Neill devotes multiple chapters to analyzing the development of responses to African Sleeping Sickness, which she illustrates were fundamental to solidifying the professional prestige of tropical medicine. Colonial governments and powers called upon tropical medical experts to make policy recommendations as Sleeping Sickness ravaged the African population in East and Central Africa. Colonial responses to the pandemic developed over time through transnational scientific collaboration. Neill argues that the preferred policies of population removals and quarantine were directed at the population of susceptible Africans. Over time, fly-control measures aimed at disrupting the disease's life cycle, such as game destruction, became more prevalent.

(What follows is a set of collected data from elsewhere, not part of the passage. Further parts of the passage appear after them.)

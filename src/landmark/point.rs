use serde::{Deserialize, Serialize};

/// 検出器が返す単一ランドマーク（ソース映像の正規化座標）
#[derive(Debug, Clone, Copy, PartialEq, Serialize, Deserialize)]
pub struct NormalizedPoint {
    /// 正規化されたX座標 (0.0〜1.0)
    pub x: f32,
    /// 正規化されたY座標 (0.0〜1.0)
    pub y: f32,
    /// 可視度 (0.0〜1.0)。ポーズ検出器のみが出力する
    #[serde(default, skip_serializing_if = "Option::is_none")]
    pub visibility: Option<f32>,
}

impl NormalizedPoint {
    pub fn new(x: f32, y: f32) -> Self {
        Self {
            x,
            y,
            visibility: None,
        }
    }

    pub fn with_visibility(x: f32, y: f32, visibility: f32) -> Self {
        Self {
            x,
            y,
            visibility: Some(visibility),
        }
    }

    /// 可視度が閾値以上か。可視度が無い点は完全に見えているとみなす
    pub fn is_visible(&self, threshold: f32) -> bool {
        self.visibility.unwrap_or(1.0) >= threshold
    }

    /// 座標が有限値か
    pub fn is_finite(&self) -> bool {
        self.x.is_finite() && self.y.is_finite()
    }
}

/// 1人分のランドマーク列。インデックスは検出器ごとのスキーマに従う
#[derive(Debug, Clone, Default, PartialEq, Serialize, Deserialize)]
#[serde(transparent)]
pub struct LandmarkSet {
    points: Vec<NormalizedPoint>,
}

impl LandmarkSet {
    pub fn new(points: Vec<NormalizedPoint>) -> Self {
        Self { points }
    }

    /// インデックスでランドマークを取得。範囲外なら None
    pub fn get(&self, index: usize) -> Option<&NormalizedPoint> {
        self.points.get(index)
    }

    /// Returns the landmark only if it is present, finite and visible enough.
    pub fn usable(&self, index: usize, min_visibility: f32) -> Option<&NormalizedPoint> {
        self.get(index)
            .filter(|p| p.is_finite() && p.is_visible(min_visibility))
    }

    pub fn len(&self) -> usize {
        self.points.len()
    }

    pub fn is_empty(&self) -> bool {
        self.points.is_empty()
    }

    /// Builds a set of `len` default points with the given entries filled in.
    pub fn sparse(len: usize, entries: &[(usize, NormalizedPoint)]) -> Self {
        let mut points = vec![NormalizedPoint::new(0.0, 0.0); len];
        for &(index, point) in entries {
            if index < len {
                points[index] = point;
            }
        }
        Self { points }
    }
}

impl From<Vec<NormalizedPoint>> for LandmarkSet {
    fn from(points: Vec<NormalizedPoint>) -> Self {
        Self::new(points)
    }
}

The majority of the analysis focuses on Cameroon and French Equatorial Africa. They founded concentration camps to isolate, observe, and treat Africans with arsenic-based drugs. Colonial practitioners in both colonies favored measures to control Africans' movements and exposure. These recommendations conflicted with the economic interests and racist attitudes of colonial governments and concessionary companies. Neill carries out a focused study of German tropical medicine scientist Paul Ehrlich's collaborative efforts related to African Sleeping Sickness. His efforts illustrate many of the points made throughout the book. Ehrlich worked with British, French, and German field-doctors in Africa to test the effectiveness of arsenic-based drugs in treating Sleeping Sickness. While they proved ineffective, the research contributed to refinements in Ehrlich's understanding of how drugs interact with chemoreceptors.

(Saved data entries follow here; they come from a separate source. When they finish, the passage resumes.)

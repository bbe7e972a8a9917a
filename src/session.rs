use image::RgbaImage;

use crate::accessory::AccessoryKind;
use crate::config::{CaptureConfig, Config};
use crate::error::Result;
use crate::geometry::{capture_crop, DisplayGeometry, SourceRect};
use crate::pipeline::{AccessoryPipeline, LandmarkDetector, Tick};
use crate::render::{OverlayRenderer, MIN_VISIBLE_OPACITY};

/// 3つのアクセサリパイプラインと描画アセットをまとめたもの
///
/// Each pipeline owns its tracker; nothing is shared between accessories.
pub struct OverlaySession {
    pipelines: [AccessoryPipeline; 3],
    renderers: [Option<OverlayRenderer>; 3],
    capture: CaptureConfig,
}

impl OverlaySession {
    pub fn new(config: &Config) -> Result<Self> {
        config.validate()?;
        Ok(Self {
            pipelines: [
                AccessoryPipeline::from_config(&config.crown)?,
                AccessoryPipeline::from_config(&config.medal)?,
                AccessoryPipeline::from_config(&config.trophy)?,
            ],
            renderers: [None, None, None],
            capture: config.capture,
        })
    }

    /// Registers the image drawn for `kind` and locks the drawn aspect
    /// ratio to it.
    pub fn set_asset(&mut self, kind: AccessoryKind, image: RgbaImage) -> Result<()> {
        let renderer = OverlayRenderer::new(image)?;
        let (width, height) = renderer.image_size();
        let pipeline = &mut self.pipelines[kind.index()];
        let config = pipeline.config().with_image_size(width, height)?;
        pipeline.reconfigure(&config)?;
        self.renderers[kind.index()] = Some(renderer);
        Ok(())
    }

    pub fn pipeline(&self, kind: AccessoryKind) -> &AccessoryPipeline {
        &self.pipelines[kind.index()]
    }

    pub fn pipeline_mut(&mut self, kind: AccessoryKind) -> &mut AccessoryPipeline {
        &mut self.pipelines[kind.index()]
    }

    /// トグル操作。無効化するとトラッカーもリセットされる
    pub fn set_enabled(&mut self, kind: AccessoryKind, enabled: bool) {
        let pipeline = self.pipeline_mut(kind);
        if enabled {
            pipeline.start();
        } else {
            pipeline.stop();
        }
    }

    pub fn is_enabled(&self, kind: AccessoryKind) -> bool {
        self.pipeline(kind).is_running()
    }

    pub fn tick<D>(
        &mut self,
        kind: AccessoryKind,
        detector: &mut D,
        geometry: &DisplayGeometry,
        now_ms: f64,
    ) -> Tick
    where
        D: LandmarkDetector + ?Sized,
    {
        self.pipeline_mut(kind).tick(detector, geometry, now_ms)
    }

    /// Redraws the live layer for `kind` from the tracker's current state.
    /// Returns `false` when no asset is registered for it.
    pub fn render_layer(&self, kind: AccessoryKind, target: &mut RgbaImage) -> bool {
        let Some(renderer) = &self.renderers[kind.index()] else {
            return false;
        };
        let snapshot = self.pipeline(kind).snapshot();
        renderer.render(
            snapshot.as_ref().map(|s| &s.placement),
            snapshot.map_or(0.0, |s| s.opacity),
            target,
        );
        true
    }

    /// Source rectangle of the video frame for a still capture.
    pub fn capture_crop(&self, geometry: &DisplayGeometry) -> Result<SourceRect> {
        capture_crop(geometry, self.capture.padding_ratio)
    }

    /// Composites every visible accessory onto a captured frame.
    ///
    /// Placements live in display pixels, so they are rescaled from
    /// `display_width × display_height` to the capture's resolution.
    /// Returns how many accessories were drawn.
    pub fn compose_capture(
        &self,
        capture: &mut RgbaImage,
        display_width: f32,
        display_height: f32,
    ) -> Result<usize> {
        let mut drawn = 0;
        for kind in AccessoryKind::ALL {
            let pipeline = self.pipeline(kind);
            if !pipeline.is_running() {
                continue;
            }
            let (Some(renderer), Some(snapshot)) = (&self.renderers[kind.index()], pipeline.snapshot())
            else {
                continue;
            };
            if snapshot.opacity <= MIN_VISIBLE_OPACITY {
                continue;
            }
            renderer.render_scaled(
                &snapshot.placement,
                snapshot.opacity,
                display_width,
                display_height,
                capture,
            )?;
            drawn += 1;
        }
        log::debug!("capture: composited {} accessories", drawn);
        Ok(drawn)
    }
}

In terms of critique, I share Neill's concern that by emphasizing the doctors and students who defined tropical medicine she deemphasizes colonial practitioners, and overlooks southern European/Iberian professionals. I [End Page 320] also agree with her point that she could find more evidence to discuss indigenous resistance to oppressive colonial tropical medical policies. These are only minor problems considering the ambitious scope of the transnational material, actors, and places considered. That breadth makes this work a valuable contribution to the field. It also means that readers with some background in the history of tropical medicine will likely get the most out of it. Neill's conscious attempt to move beyond the Anglocentric and malaria-focused narratives of much of the scholarship on the history of tropical medicine is perhaps most informative to the general reader.